Saved data entries:
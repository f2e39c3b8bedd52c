use anyhow::Result;
use hound::{SampleFormat, WavSpec, WavWriter};
use song_speed_changer::audio::{sniff_file, ContainerFormat};
use song_speed_changer::encode::{EncodeSettings, Encoder};
use song_speed_changer::stretch::{StretchParams, Stretcher};
use song_speed_changer::{ConversionRequest, ConvertConfig, ConvertError, SpeedChanger};
use std::cell::RefCell;
use std::fs;
use std::path::{Path, PathBuf};
use std::rc::Rc;
use tempfile::TempDir;

/// Stands in for soundstretch: records its parameters and copies the WAV
#[derive(Clone, Default)]
struct FakeStretcher {
    calls: Rc<RefCell<Vec<StretchParams>>>,
    fail: bool,
}

impl Stretcher for FakeStretcher {
    fn stretch(&self, input: &Path, output: &Path, params: &StretchParams) -> Result<()> {
        self.calls.borrow_mut().push(*params);
        if self.fail {
            anyhow::bail!("soundstretch crashed");
        }
        fs::copy(input, output)?;
        Ok(())
    }
}

/// Stands in for ffmpeg: copies the WAV, or fails with or without a partial file
#[derive(Clone, Default)]
struct FakeEncoder {
    calls: Rc<RefCell<Vec<EncodeSettings>>>,
    fail_after_partial_write: bool,
    fail_to_launch: bool,
}

impl Encoder for FakeEncoder {
    fn encode(&self, input: &Path, output: &Path, settings: &EncodeSettings) -> Result<()> {
        self.calls.borrow_mut().push(*settings);
        if self.fail_to_launch {
            anyhow::bail!("ffmpeg not found");
        }
        if self.fail_after_partial_write {
            fs::write(output, b"half an ogg")?;
            anyhow::bail!("ffmpeg ran out of disk");
        }
        fs::copy(input, output)?;
        Ok(())
    }
}

struct Fixture {
    input_dir: TempDir,
    output_dir: TempDir,
    work_dir: TempDir,
}

impl Fixture {
    fn new() -> Self {
        Self {
            input_dir: TempDir::new().expect("Failed to create temp dir"),
            output_dir: TempDir::new().expect("Failed to create temp dir"),
            work_dir: TempDir::new().expect("Failed to create temp dir"),
        }
    }

    fn config(&self) -> ConvertConfig {
        ConvertConfig::new().with_work_dir(self.work_dir.path().to_path_buf())
    }

    fn output(&self) -> PathBuf {
        self.output_dir.path().join("audio 1.2x.ogg")
    }

    fn work_dir_is_empty(&self) -> bool {
        fs::read_dir(self.work_dir.path()).unwrap().count() == 0
    }

    fn output_dir_entries(&self) -> Vec<PathBuf> {
        fs::read_dir(self.output_dir.path())
            .unwrap()
            .map(|entry| entry.unwrap().path())
            .collect()
    }

    /// One second of 16-bit stereo tone at 44.1kHz under the given file name
    fn wav_input(&self, name: &str) -> PathBuf {
        let path = self.input_dir.path().join(name);
        let spec = WavSpec {
            channels: 2,
            sample_rate: 44100,
            bits_per_sample: 16,
            sample_format: SampleFormat::Int,
        };
        let mut writer = WavWriter::create(&path, spec).unwrap();
        for i in 0..44100u32 {
            let t = i as f32 / 44100.0;
            let sample = ((t * 220.0 * 2.0 * std::f32::consts::PI).sin() * 12000.0) as i16;
            writer.write_sample(sample).unwrap();
            writer.write_sample(sample).unwrap();
        }
        writer.finalize().unwrap();
        path
    }

    fn raw_input(&self, name: &str, bytes: &[u8]) -> PathBuf {
        let path = self.input_dir.path().join(name);
        fs::write(&path, bytes).unwrap();
        path
    }
}

fn unsupported_extension(err: &anyhow::Error) -> Option<String> {
    match err.downcast_ref::<ConvertError>() {
        Some(ConvertError::UnsupportedFormat { extension }) => Some(extension.clone()),
        _ => None,
    }
}

#[test]
fn test_successful_conversion_leaves_no_temp_files() {
    let fx = Fixture::new();
    let input = fx.wav_input("song.mp3");
    let stretcher = FakeStretcher::default();
    let encoder = FakeEncoder::default();
    let changer = SpeedChanger::new(fx.config(), stretcher.clone(), encoder.clone());

    let request = ConversionRequest::new(input.clone(), fx.output(), 1.2);
    let summary = changer.convert(&request).expect("conversion should succeed");

    assert!(fx.output().exists());
    assert!(fx.work_dir_is_empty(), "temp files left behind");
    assert!(input.exists(), "input must not be consumed");

    assert_eq!(summary.format, ContainerFormat::Unknown);
    assert_eq!(summary.source.sample_rate, 44100);
    assert_eq!(summary.source.channels, 2);
    assert_eq!(summary.source.frames, 44100);

    let calls = stretcher.calls.borrow();
    assert_eq!(calls.len(), 1);
    assert!((calls[0].tempo_percent - 20.0).abs() < 1e-9);
    assert!(calls[0].pitch_semitones.is_none());

    assert_eq!(encoder.calls.borrow()[0].bitrate_kbps, 128);

    // The stretch input was the decoded 16-bit WAV
    let reader = hound::WavReader::open(fx.output()).unwrap();
    assert_eq!(reader.spec().bits_per_sample, 16);
    assert_eq!(reader.duration(), 44100);
}

#[test]
fn test_flags_reach_the_tools() {
    let fx = Fixture::new();
    let input = fx.wav_input("song.ogg");
    let stretcher = FakeStretcher::default();
    let encoder = FakeEncoder::default();
    let changer = SpeedChanger::new(fx.config(), stretcher.clone(), encoder.clone());

    let request = ConversionRequest::new(input, fx.output(), 1.5)
        .with_pitch_change(true)
        .with_rate_compensation(true)
        .with_high_quality(true);
    changer.convert(&request).unwrap();

    let params = stretcher.calls.borrow()[0];
    assert!(params.tempo_percent.abs() < 1e-9);
    assert!((params.pitch_semitones.unwrap() - 7.0196).abs() < 1e-4);
    assert_eq!(params.to_args(), vec!["-tempo=0", "-pitch=7.0196"]);

    let settings = encoder.calls.borrow()[0];
    assert_eq!(settings.bitrate_kbps, 192);
    assert_eq!(settings.sample_rate, 44100);
}

#[test]
fn test_unrecognized_file_is_unsupported() {
    let fx = Fixture::new();
    let input = fx.raw_input("chart.xyz", &[0x13u8; 8192]);
    let stretcher = FakeStretcher::default();
    let changer = SpeedChanger::new(fx.config(), stretcher.clone(), FakeEncoder::default());

    let request = ConversionRequest::new(input, fx.output(), 1.2);
    let err = changer.convert(&request).unwrap_err();

    assert_eq!(err.to_string(), "audio file not supported: .xyz");
    assert_eq!(unsupported_extension(&err).as_deref(), Some(".xyz"));
    assert!(!fx.output().exists());
    assert!(fx.work_dir_is_empty());
    assert!(stretcher.calls.borrow().is_empty());
}

#[test]
fn test_ogg_header_wins_over_extension() {
    let fx = Fixture::new();
    let input = fx.raw_input("disguised.mp3", b"OggS\x00\x02 not really a page");

    assert_eq!(sniff_file(&input).unwrap(), ContainerFormat::Ogg);

    // Routed to the Ogg path, which rejects the body; the error still names the original extension
    let changer = SpeedChanger::new(fx.config(), FakeStretcher::default(), FakeEncoder::default());
    let err = changer
        .convert(&ConversionRequest::new(input, fx.output(), 1.2))
        .unwrap_err();
    assert_eq!(unsupported_extension(&err).as_deref(), Some(".mp3"));
    assert!(!fx.output().exists());
}

#[test]
fn test_empty_file_is_unsupported() {
    let fx = Fixture::new();
    let input = fx.raw_input("empty.ogg", b"");
    let changer = SpeedChanger::new(fx.config(), FakeStretcher::default(), FakeEncoder::default());

    let err = changer
        .convert(&ConversionRequest::new(input, fx.output(), 0.8))
        .unwrap_err();
    assert_eq!(err.to_string(), "audio file not supported: .ogg");
    assert!(fx.work_dir_is_empty());
}

#[test]
fn test_stretch_failure_produces_nothing() {
    let fx = Fixture::new();
    let input = fx.wav_input("song.mp3");
    let stretcher = FakeStretcher {
        fail: true,
        ..Default::default()
    };
    let encoder = FakeEncoder::default();
    let changer = SpeedChanger::new(fx.config(), stretcher, encoder.clone());

    let result = changer.convert(&ConversionRequest::new(input, fx.output(), 1.3));
    assert!(result.is_err());
    assert!(!fx.output().exists());
    assert!(fx.work_dir_is_empty());
    assert!(encoder.calls.borrow().is_empty());
}

#[test]
fn test_encode_failure_removes_partial_output() {
    let fx = Fixture::new();
    let input = fx.wav_input("song.mp3");
    let encoder = FakeEncoder {
        fail_after_partial_write: true,
        ..Default::default()
    };
    let changer = SpeedChanger::new(fx.config(), FakeStretcher::default(), encoder);

    let result = changer.convert(&ConversionRequest::new(input, fx.output(), 1.3));
    assert!(result.is_err());
    assert!(!fx.output().exists());
    assert!(fx.output_dir_entries().is_empty(), "partial encode left behind");
    assert!(fx.work_dir_is_empty());
}

#[test]
fn test_failed_encode_keeps_existing_output() {
    let fx = Fixture::new();
    let input = fx.wav_input("song.mp3");
    fs::write(fx.output(), b"last week's conversion").unwrap();

    for encoder in [
        FakeEncoder {
            fail_to_launch: true,
            ..Default::default()
        },
        FakeEncoder {
            fail_after_partial_write: true,
            ..Default::default()
        },
    ] {
        let changer = SpeedChanger::new(fx.config(), FakeStretcher::default(), encoder);
        let result = changer.convert(&ConversionRequest::new(input.clone(), fx.output(), 1.3));

        assert!(result.is_err());
        assert_eq!(fs::read(fx.output()).unwrap(), b"last week's conversion");
        assert_eq!(fx.output_dir_entries(), vec![fx.output()]);
        assert!(fx.work_dir_is_empty());
    }
}

#[test]
fn test_in_place_conversion_keeps_input_on_encode_failure() {
    let fx = Fixture::new();
    let input = fx.wav_input("song.ogg");
    let original = fs::read(&input).unwrap();
    let encoder = FakeEncoder {
        fail_to_launch: true,
        ..Default::default()
    };
    let changer = SpeedChanger::new(fx.config(), FakeStretcher::default(), encoder);

    let result = changer.convert(&ConversionRequest::new(input.clone(), input.clone(), 1.3));

    assert!(result.is_err());
    assert_eq!(fs::read(&input).unwrap(), original);
    assert_eq!(fs::read_dir(fx.input_dir.path()).unwrap().count(), 1);
    assert!(fx.work_dir_is_empty());
}

#[test]
fn test_in_place_conversion_replaces_input() {
    let fx = Fixture::new();
    let input = fx.wav_input("song.ogg");
    let changer = SpeedChanger::new(fx.config(), FakeStretcher::default(), FakeEncoder::default());

    changer
        .convert(&ConversionRequest::new(input.clone(), input.clone(), 1.3))
        .unwrap();

    assert!(input.exists());
    assert_eq!(fs::read_dir(fx.input_dir.path()).unwrap().count(), 1);
    assert!(fx.work_dir_is_empty());
}

#[test]
fn test_id3v23_header_takes_mp3_path() {
    let fx = Fixture::new();
    let mut bytes = vec![0x49u8, 0x44, 0x33, 0x03];
    bytes.extend_from_slice(&[0u8; 4096]);
    let input = fx.raw_input("track.mp3", &bytes);

    assert_eq!(sniff_file(&input).unwrap(), ContainerFormat::Id3Mp3);

    let stretcher = FakeStretcher::default();
    let changer = SpeedChanger::new(fx.config(), stretcher.clone(), FakeEncoder::default());
    let err = changer
        .convert(&ConversionRequest::new(input, fx.output(), 1.2))
        .unwrap_err();

    assert_eq!(err.to_string(), "audio file not supported: .mp3");
    assert!(!fx.output().exists());
    assert!(fx.work_dir_is_empty());
    assert!(stretcher.calls.borrow().is_empty());
}

#[test]
fn test_missing_soundstretch_is_reported() {
    let fx = Fixture::new();
    let input = fx.wav_input("song.mp3");
    let config = fx
        .config()
        .with_binaries_dir(fx.input_dir.path().join("no-binaries-here"));
    let changer = SpeedChanger::with_defaults(config);

    let err = changer
        .convert(&ConversionRequest::new(input, fx.output(), 1.1))
        .unwrap_err();
    assert!(matches!(
        err.downcast_ref::<ConvertError>(),
        Some(ConvertError::ToolLaunch { .. })
    ));
    assert!(!fx.output().exists());
    assert!(fx.work_dir_is_empty());
}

Directions:
Search the data above for the string "source". Report every line where it is found.

Output:
    assert_eq!(summary.source.sample_rate, 44100);
    assert_eq!(summary.source.channels, 2);
    assert_eq!(summary.source.frames, 44100);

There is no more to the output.